- _Your task_
Present each line of the entries below that holds the word "start".

• • • •

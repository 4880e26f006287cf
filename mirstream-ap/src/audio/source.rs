//! Audio source: the immutable sample buffer a session plays and analyzes
//!
//! The buffer is loaded once, scaled once, and then shared read-only between the
//! real-time output callback and the analysis thread via `Arc<[f32]>`.

use crate::audio::decoder::decode_file;
use crate::audio::resampler::Resampler;
use crate::error::{Error, Result};
use std::ops::Range;
use std::path::{Path, PathBuf};
use std::sync::Arc;
use std::time::Duration;
use tracing::info;

/// Immutable mono samples at a fixed sample rate
#[derive(Debug, Clone)]
pub struct SampleBuffer {
    samples: Arc<[f32]>,
    sample_rate: u32,
}

impl SampleBuffer {
    pub fn new(samples: Vec<f32>, sample_rate: u32) -> Self {
        Self {
            samples: samples.into(),
            sample_rate,
        }
    }

    /// Shared handle to the samples
    pub fn samples(&self) -> Arc<[f32]> {
        Arc::clone(&self.samples)
    }

    pub fn as_slice(&self) -> &[f32] {
        &self.samples
    }

    pub fn len(&self) -> usize {
        self.samples.len()
    }

    pub fn is_empty(&self) -> bool {
        self.samples.is_empty()
    }

    pub fn sample_rate(&self) -> u32 {
        self.sample_rate
    }
}

/// Loaded audio plus the block geometry used to slice it
#[derive(Debug, Clone)]
pub struct AudioSource {
    buffer: SampleBuffer,
    block_size: usize,
    path: Option<PathBuf>,
}

impl AudioSource {
    /// Load a file as mono at `sample_rate`, applying `scale` once.
    ///
    /// # Errors
    /// `Error::Load` for missing/unsupported/corrupt files, an empty decode, or
    /// invalid parameters.
    pub fn load(path: &Path, sample_rate: u32, block_size: usize, scale: f32) -> Result<Self> {
        validate_params(sample_rate, block_size)?;
        if !scale.is_finite() {
            return Err(Error::Load(format!("Invalid amplitude scale: {}", scale)));
        }

        let decoded = decode_file(path)?;
        let mut samples =
            Resampler::resample_mono(&decoded.samples, decoded.sample_rate, sample_rate)?;

        if scale != 1.0 {
            samples.iter_mut().for_each(|s| *s *= scale);
        }

        let source = Self {
            buffer: SampleBuffer::new(samples, sample_rate),
            block_size,
            path: Some(path.to_path_buf()),
        };

        info!(
            "Loaded {}: {} samples @ {}Hz ({:.2}s, {} source channels), {} blocks of {}",
            path.display(),
            source.total_samples(),
            sample_rate,
            source.duration().as_secs_f64(),
            decoded.source_channels,
            source.total_blocks(),
            block_size
        );

        Ok(source)
    }

    /// Build a source from in-memory samples already at `sample_rate`
    pub fn from_samples(samples: Vec<f32>, sample_rate: u32, block_size: usize) -> Result<Self> {
        validate_params(sample_rate, block_size)?;
        Ok(Self {
            buffer: SampleBuffer::new(samples, sample_rate),
            block_size,
            path: None,
        })
    }

    pub fn buffer(&self) -> &SampleBuffer {
        &self.buffer
    }

    pub fn path(&self) -> Option<&Path> {
        self.path.as_deref()
    }

    pub fn sample_rate(&self) -> u32 {
        self.buffer.sample_rate()
    }

    pub fn total_samples(&self) -> usize {
        self.buffer.len()
    }

    pub fn block_size(&self) -> usize {
        self.block_size
    }

    /// Number of complete blocks
    pub fn full_blocks(&self) -> usize {
        self.total_samples() / self.block_size
    }

    /// Number of blocks including a partial tail
    pub fn total_blocks(&self) -> usize {
        self.total_samples().div_ceil(self.block_size)
    }

    /// Length of the partial tail block (0 when the buffer divides evenly)
    pub fn tail_len(&self) -> usize {
        self.total_samples() % self.block_size
    }

    /// Sample range covered by block `index`, clamped to the buffer end
    pub fn block_range(&self, index: usize) -> Option<Range<usize>> {
        let start = index.checked_mul(self.block_size)?;
        if start >= self.total_samples() {
            return None;
        }
        let end = (start + self.block_size).min(self.total_samples());
        Some(start..end)
    }

    pub fn duration(&self) -> Duration {
        Duration::from_secs_f64(self.total_samples() as f64 / self.sample_rate() as f64)
    }
}

fn validate_params(sample_rate: u32, block_size: usize) -> Result<()> {
    if sample_rate == 0 {
        return Err(Error::Load("Sample rate must be greater than zero".to_string()));
    }
    if block_size == 0 {
        return Err(Error::Load("Block size must be greater than zero".to_string()));
    }
    Ok(())
}

#[cfg(test)]
mod tests {
    use super::*;

    #[test]
    fn test_block_geometry_with_tail() {
        let source = AudioSource::from_samples(vec![0.0; 2048 * 3 + 100], 44100, 2048).unwrap();
        assert_eq!(source.full_blocks(), 3);
        assert_eq!(source.total_blocks(), 4);
        assert_eq!(source.tail_len(), 100);
        assert_eq!(source.block_range(0), Some(0..2048));
        assert_eq!(source.block_range(3), Some(6144..6244));
        assert_eq!(source.block_range(4), None);
    }

    #[test]
    fn test_block_geometry_exact() {
        let source = AudioSource::from_samples(vec![0.0; 1024 * 2], 8000, 1024).unwrap();
        assert_eq!(source.full_blocks(), 2);
        assert_eq!(source.total_blocks(), 2);
        assert_eq!(source.tail_len(), 0);
    }

    #[test]
    fn test_invalid_params() {
        assert!(matches!(
            AudioSource::from_samples(vec![0.0; 10], 0, 4),
            Err(Error::Load(_))
        ));
        assert!(matches!(
            AudioSource::from_samples(vec![0.0; 10], 44100, 0),
            Err(Error::Load(_))
        ));
    }

    #[test]
    fn test_load_missing_file() {
        let result = AudioSource::load(Path::new("/nonexistent/test_track.wav"), 44100, 2048, 1.0);
        assert!(matches!(result, Err(Error::Load(_))));
    }

    #[test]
    fn test_duration() {
        let source = AudioSource::from_samples(vec![0.0; 22050], 44100, 2048).unwrap();
        assert_eq!(source.duration(), Duration::from_millis(500));
    }
}
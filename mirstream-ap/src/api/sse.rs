//! Server-Sent Events (SSE) stream of pipeline events

use crate::api::server::AppContext;
use axum::{
    extract::State,
    response::sse::{Event, KeepAlive, Sse},
};
use futures::stream::{Stream, StreamExt};
use std::convert::Infallible;
use std::time::Duration;
use tokio_stream::wrappers::BroadcastStream;
use tracing::{debug, warn};

/// GET /events
pub async fn event_stream(
    State(ctx): State<AppContext>,
) -> Sse<impl Stream<Item = Result<Event, Infallible>>> {
    debug!("New SSE client connected");

    let rx = ctx.events.subscribe();

    let stream = BroadcastStream::new(rx).filter_map(|result| async move {
        match result {
            Ok(event) => match serde_json::to_string(&event) {
                Ok(json) => Some(Ok(Event::default().event(event.event_type()).data(json))),
                Err(e) => {
                    warn!("Failed to serialize event: {}", e);
                    None
                }
            },
            Err(e) => {
                // Lagged: the client missed events, keep streaming
                warn!("SSE stream error: {:?}", e);
                None
            }
        }
    });

    Sse::new(stream).keep_alive(
        KeepAlive::new()
            .interval(Duration::from_secs(15))
            .text("keep-alive"),
    )
}
//! HTTP request handlers

use crate::api::server::AppContext;
use crate::playback::session::SessionStats;
use axum::{
    extract::{Path, State},
    http::StatusCode,
    Json,
};
use mirstream_common::api::types::{
    DominantFrequencyResponse, ErrorResponse, FeatureRecord, MessageResponse, ZcrResponse,
};
use serde::Serialize;
use std::sync::Arc;
use tracing::{error, info, warn};

type ApiError = (StatusCode, Json<ErrorResponse>);

#[derive(Debug, Serialize)]
pub struct HealthResponse {
    status: String,
    module: String,
    version: String,
    git_hash: String,
    build_timestamp: String,
    build_profile: String,
}

fn not_available(index: i64) -> ApiError {
    (
        StatusCode::NOT_FOUND,
        Json(ErrorResponse::new(format!(
            "Index {} is out of range or no features available",
            index
        ))),
    )
}

// ============================================================================
// Feature Queries
// ============================================================================

/// GET /get_features/:index
///
/// Served records are also appended to the feature log.
pub async fn get_features(
    State(ctx): State<AppContext>,
    Path(index): Path<i64>,
) -> Result<Json<FeatureRecord>, ApiError> {
    let record = ctx.store.get(index).ok_or_else(|| not_available(index))?;

    if let Err(e) = ctx.feature_log.append(record).await {
        warn!("Failed to log features for index {}: {}", index, e);
    }

    Ok(Json(record))
}

/// GET /get_zcr/:index
pub async fn get_zcr(
    State(ctx): State<AppContext>,
    Path(index): Path<i64>,
) -> Result<Json<ZcrResponse>, ApiError> {
    let record = ctx.store.get(index).ok_or_else(|| not_available(index))?;
    Ok(Json(ZcrResponse {
        index: record.index,
        zcr: record.zcr,
    }))
}

/// GET /get_dom_freq/:index
pub async fn get_dominant_frequency(
    State(ctx): State<AppContext>,
    Path(index): Path<i64>,
) -> Result<Json<DominantFrequencyResponse>, ApiError> {
    let record = ctx.store.get(index).ok_or_else(|| not_available(index))?;
    Ok(Json(DominantFrequencyResponse {
        index: record.index,
        dominant_frequency: record.dominant_frequency,
    }))
}

// ============================================================================
// Lifecycle
// ============================================================================

/// POST /shutdown
///
/// Stops and tears down the session, then stops the HTTP server.
pub async fn shutdown(
    State(ctx): State<AppContext>,
) -> Result<Json<MessageResponse>, ApiError> {
    info!("Shutdown requested");

    let session = Arc::clone(&ctx.session);
    let result = tokio::task::spawn_blocking(move || session.shutdown()).await;

    // Stop the server whatever happened to the session
    ctx.shutdown.notify_one();

    match result {
        Ok(Ok(())) => Ok(Json(MessageResponse {
            message: "Shutting down...".to_string(),
        })),
        Ok(Err(e)) => {
            error!("Session shutdown failed: {}", e);
            Err((
                StatusCode::INTERNAL_SERVER_ERROR,
                Json(ErrorResponse::new(e.to_string())),
            ))
        }
        Err(e) => {
            error!("Session shutdown task failed: {}", e);
            Err((
                StatusCode::INTERNAL_SERVER_ERROR,
                Json(ErrorResponse::new(format!("Shutdown task failed: {}", e))),
            ))
        }
    }
}

/// GET /status
pub async fn status(State(ctx): State<AppContext>) -> Json<SessionStats> {
    Json(ctx.session.stats())
}

/// GET /health
pub async fn health() -> Json<HealthResponse> {
    Json(HealthResponse {
        status: "healthy".to_string(),
        module: "mirstream-ap".to_string(),
        version: env!("CARGO_PKG_VERSION").to_string(),
        git_hash: env!("GIT_HASH").to_string(),
        build_timestamp: env!("BUILD_TIMESTAMP").to_string(),
        build_profile: env!("BUILD_PROFILE").to_string(),
    })
}
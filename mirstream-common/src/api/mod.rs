//! Shared HTTP API types
//!
//! Framework-independent request/response types. The service crate wraps them
//! with axum handlers.

pub mod types;

pub use types::{
    DominantFrequencyResponse, ErrorResponse, FeatureRecord, MessageResponse, ZcrResponse,
};
//! Audio test file generation
//!
//! Deterministic WAV files with known content for load and analysis tests.

use hound::{WavSpec, WavWriter};
use std::f32::consts::PI;
use std::path::Path;

/// Generate a 16-bit sine WAV file.
///
/// Every channel carries the same signal.
pub fn generate_sine_wav<P: AsRef<Path>>(
    path: P,
    sample_rate: u32,
    channels: u16,
    frames: usize,
    frequency_hz: f32,
    amplitude: f32,
) -> Result<(), hound::Error> {
    let spec = WavSpec {
        channels,
        sample_rate,
        bits_per_sample: 16,
        sample_format: hound::SampleFormat::Int,
    };

    let mut writer = WavWriter::create(path, spec)?;
    for i in 0..frames {
        let t = i as f32 / sample_rate as f32;
        let sample = (2.0 * PI * frequency_hz * t).sin() * amplitude;
        let value = (sample * i16::MAX as f32) as i16;
        for _ in 0..channels {
            writer.write_sample(value)?;
        }
    }
    writer.finalize()?;
    Ok(())
}

/// Generate a silent 16-bit WAV file
pub fn generate_silent_wav<P: AsRef<Path>>(
    path: P,
    sample_rate: u32,
    channels: u16,
    frames: usize,
) -> Result<(), hound::Error> {
    generate_sine_wav(path, sample_rate, channels, frames, 0.0, 0.0)
}

/// Sine samples in memory
pub fn sine_samples(sample_rate: u32, len: usize, frequency_hz: f32, amplitude: f32) -> Vec<f32> {
    (0..len)
        .map(|i| (2.0 * PI * frequency_hz * i as f32 / sample_rate as f32).sin() * amplitude)
        .collect()
}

• • • •

- _Reply_
        let start = index.checked_mul(self.block_size)?;
        if start >= self.total_samples() {
        let end = (start + self.block_size).min(self.total_samples());
        Some(start..end)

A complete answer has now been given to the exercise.